◆ **About this exercise**
List every line in this data where the string "GroupId" occurs.

◆ **Records for processing**
- - - -
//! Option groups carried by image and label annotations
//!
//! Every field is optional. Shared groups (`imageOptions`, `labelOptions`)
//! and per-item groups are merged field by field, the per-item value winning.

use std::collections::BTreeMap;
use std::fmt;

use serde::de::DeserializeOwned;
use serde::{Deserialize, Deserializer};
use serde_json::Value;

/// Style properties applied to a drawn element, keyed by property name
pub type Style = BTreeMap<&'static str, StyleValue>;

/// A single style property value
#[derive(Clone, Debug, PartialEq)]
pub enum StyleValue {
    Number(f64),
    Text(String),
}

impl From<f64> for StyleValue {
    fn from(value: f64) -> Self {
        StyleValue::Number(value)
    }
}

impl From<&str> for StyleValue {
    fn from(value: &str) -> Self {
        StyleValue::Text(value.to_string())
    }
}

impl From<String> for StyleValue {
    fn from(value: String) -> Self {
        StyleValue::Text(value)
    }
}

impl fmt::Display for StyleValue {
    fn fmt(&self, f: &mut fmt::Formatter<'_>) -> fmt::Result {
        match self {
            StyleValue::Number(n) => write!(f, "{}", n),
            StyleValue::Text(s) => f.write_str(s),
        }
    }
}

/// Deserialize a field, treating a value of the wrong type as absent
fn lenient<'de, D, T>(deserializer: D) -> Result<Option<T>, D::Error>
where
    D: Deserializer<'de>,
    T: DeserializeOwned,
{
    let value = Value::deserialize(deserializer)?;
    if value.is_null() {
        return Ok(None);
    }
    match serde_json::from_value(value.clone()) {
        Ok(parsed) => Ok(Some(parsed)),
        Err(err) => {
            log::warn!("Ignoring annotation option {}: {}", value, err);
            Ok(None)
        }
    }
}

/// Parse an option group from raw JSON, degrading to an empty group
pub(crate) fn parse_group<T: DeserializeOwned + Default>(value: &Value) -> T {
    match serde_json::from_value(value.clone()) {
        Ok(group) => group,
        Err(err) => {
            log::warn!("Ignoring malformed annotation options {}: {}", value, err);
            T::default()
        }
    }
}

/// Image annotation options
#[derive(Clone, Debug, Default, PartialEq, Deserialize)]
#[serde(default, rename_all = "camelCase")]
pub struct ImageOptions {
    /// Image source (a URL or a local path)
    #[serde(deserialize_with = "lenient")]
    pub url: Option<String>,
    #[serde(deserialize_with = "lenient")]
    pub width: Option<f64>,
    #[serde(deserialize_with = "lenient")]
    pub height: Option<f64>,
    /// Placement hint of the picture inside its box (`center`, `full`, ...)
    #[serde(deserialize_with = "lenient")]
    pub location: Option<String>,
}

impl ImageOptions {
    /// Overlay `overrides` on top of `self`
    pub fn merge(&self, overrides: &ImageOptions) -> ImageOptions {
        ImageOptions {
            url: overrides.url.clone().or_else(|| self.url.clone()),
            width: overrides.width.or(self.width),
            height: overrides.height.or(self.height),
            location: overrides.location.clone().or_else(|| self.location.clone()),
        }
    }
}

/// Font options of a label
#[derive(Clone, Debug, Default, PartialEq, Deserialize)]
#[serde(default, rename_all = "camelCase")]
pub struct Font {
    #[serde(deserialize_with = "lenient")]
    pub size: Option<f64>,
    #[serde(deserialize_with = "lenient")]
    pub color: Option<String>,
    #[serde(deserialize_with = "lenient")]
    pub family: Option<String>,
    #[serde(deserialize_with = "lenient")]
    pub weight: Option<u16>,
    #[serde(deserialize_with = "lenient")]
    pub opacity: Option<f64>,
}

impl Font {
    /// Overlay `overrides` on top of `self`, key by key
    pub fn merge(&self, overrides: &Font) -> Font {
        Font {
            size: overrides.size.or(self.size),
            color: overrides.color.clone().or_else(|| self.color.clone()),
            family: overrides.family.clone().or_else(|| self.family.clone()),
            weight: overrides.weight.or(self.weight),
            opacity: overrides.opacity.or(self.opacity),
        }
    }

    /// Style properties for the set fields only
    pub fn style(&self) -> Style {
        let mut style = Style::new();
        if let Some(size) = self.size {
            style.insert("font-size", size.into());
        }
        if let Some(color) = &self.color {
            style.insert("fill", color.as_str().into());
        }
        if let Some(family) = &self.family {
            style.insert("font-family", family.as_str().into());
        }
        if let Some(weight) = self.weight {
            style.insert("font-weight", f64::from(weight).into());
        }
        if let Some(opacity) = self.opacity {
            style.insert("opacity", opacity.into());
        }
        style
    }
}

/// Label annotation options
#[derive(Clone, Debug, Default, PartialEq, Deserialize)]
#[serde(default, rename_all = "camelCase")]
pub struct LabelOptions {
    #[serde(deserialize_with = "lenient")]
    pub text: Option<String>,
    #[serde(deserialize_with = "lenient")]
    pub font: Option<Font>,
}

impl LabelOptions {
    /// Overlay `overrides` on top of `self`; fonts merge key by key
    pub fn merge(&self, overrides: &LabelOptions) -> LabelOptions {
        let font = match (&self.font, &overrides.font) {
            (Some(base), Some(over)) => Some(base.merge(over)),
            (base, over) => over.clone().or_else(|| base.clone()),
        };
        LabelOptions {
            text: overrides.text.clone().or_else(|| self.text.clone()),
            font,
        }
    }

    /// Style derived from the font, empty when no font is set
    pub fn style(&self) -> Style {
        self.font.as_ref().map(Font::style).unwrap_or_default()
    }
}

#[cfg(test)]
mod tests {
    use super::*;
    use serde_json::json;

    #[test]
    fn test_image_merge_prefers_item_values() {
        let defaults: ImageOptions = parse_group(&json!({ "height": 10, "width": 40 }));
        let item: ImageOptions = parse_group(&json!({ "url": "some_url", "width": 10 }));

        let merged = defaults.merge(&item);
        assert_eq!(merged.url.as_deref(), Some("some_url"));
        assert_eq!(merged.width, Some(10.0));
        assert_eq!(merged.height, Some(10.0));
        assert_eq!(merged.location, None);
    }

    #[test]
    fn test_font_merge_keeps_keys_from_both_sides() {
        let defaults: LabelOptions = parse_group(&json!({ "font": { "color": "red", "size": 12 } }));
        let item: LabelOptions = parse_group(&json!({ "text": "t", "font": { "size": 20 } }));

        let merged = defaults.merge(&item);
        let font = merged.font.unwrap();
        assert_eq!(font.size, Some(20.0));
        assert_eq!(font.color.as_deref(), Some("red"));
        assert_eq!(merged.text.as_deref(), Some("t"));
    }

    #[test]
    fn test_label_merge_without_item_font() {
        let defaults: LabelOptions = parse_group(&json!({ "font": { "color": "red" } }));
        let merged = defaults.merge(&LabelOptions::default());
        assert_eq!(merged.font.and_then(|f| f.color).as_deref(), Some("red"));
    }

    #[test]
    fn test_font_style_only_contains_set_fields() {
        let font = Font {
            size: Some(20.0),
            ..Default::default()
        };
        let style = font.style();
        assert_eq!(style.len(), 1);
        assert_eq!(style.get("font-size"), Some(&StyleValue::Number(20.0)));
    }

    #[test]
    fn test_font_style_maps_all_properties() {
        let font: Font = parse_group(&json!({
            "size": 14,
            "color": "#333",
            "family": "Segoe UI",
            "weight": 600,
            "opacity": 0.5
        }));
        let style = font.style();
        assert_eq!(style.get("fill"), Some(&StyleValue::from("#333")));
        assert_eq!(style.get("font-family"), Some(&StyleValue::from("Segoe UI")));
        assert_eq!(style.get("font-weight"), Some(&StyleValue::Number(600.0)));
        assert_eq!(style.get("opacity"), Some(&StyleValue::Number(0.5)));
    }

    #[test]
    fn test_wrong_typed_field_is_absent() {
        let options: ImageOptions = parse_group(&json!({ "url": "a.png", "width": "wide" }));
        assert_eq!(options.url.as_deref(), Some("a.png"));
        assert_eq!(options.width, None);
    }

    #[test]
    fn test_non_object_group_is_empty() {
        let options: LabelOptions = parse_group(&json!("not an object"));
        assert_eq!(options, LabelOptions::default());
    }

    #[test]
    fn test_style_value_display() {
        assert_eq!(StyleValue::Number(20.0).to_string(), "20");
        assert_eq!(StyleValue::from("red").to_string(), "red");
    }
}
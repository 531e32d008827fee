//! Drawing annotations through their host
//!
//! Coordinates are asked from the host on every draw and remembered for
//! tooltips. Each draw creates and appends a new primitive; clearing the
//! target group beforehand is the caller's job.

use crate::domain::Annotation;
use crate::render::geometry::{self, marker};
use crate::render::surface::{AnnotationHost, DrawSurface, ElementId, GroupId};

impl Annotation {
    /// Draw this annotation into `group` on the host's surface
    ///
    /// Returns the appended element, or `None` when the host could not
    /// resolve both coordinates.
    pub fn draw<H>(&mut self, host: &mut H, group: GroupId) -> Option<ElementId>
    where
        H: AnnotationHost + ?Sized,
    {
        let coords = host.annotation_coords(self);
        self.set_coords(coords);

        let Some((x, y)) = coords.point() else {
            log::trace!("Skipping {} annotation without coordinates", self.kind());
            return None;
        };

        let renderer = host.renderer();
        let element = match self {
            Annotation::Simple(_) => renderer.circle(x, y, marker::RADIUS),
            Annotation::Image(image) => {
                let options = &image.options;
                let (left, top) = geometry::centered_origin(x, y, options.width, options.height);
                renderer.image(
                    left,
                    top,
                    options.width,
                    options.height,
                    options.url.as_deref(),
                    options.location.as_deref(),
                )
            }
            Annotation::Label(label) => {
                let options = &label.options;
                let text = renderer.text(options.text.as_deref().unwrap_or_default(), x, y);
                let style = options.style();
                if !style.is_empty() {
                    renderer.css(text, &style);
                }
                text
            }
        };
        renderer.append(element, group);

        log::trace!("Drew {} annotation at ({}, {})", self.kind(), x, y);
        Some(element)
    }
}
- - - -
◆ **Exercise answer**
use crate::render::surface::{AnnotationHost, DrawSurface, ElementId, GroupId};
    pub fn draw<H>(&mut self, host: &mut H, group: GroupId) -> Option<ElementId>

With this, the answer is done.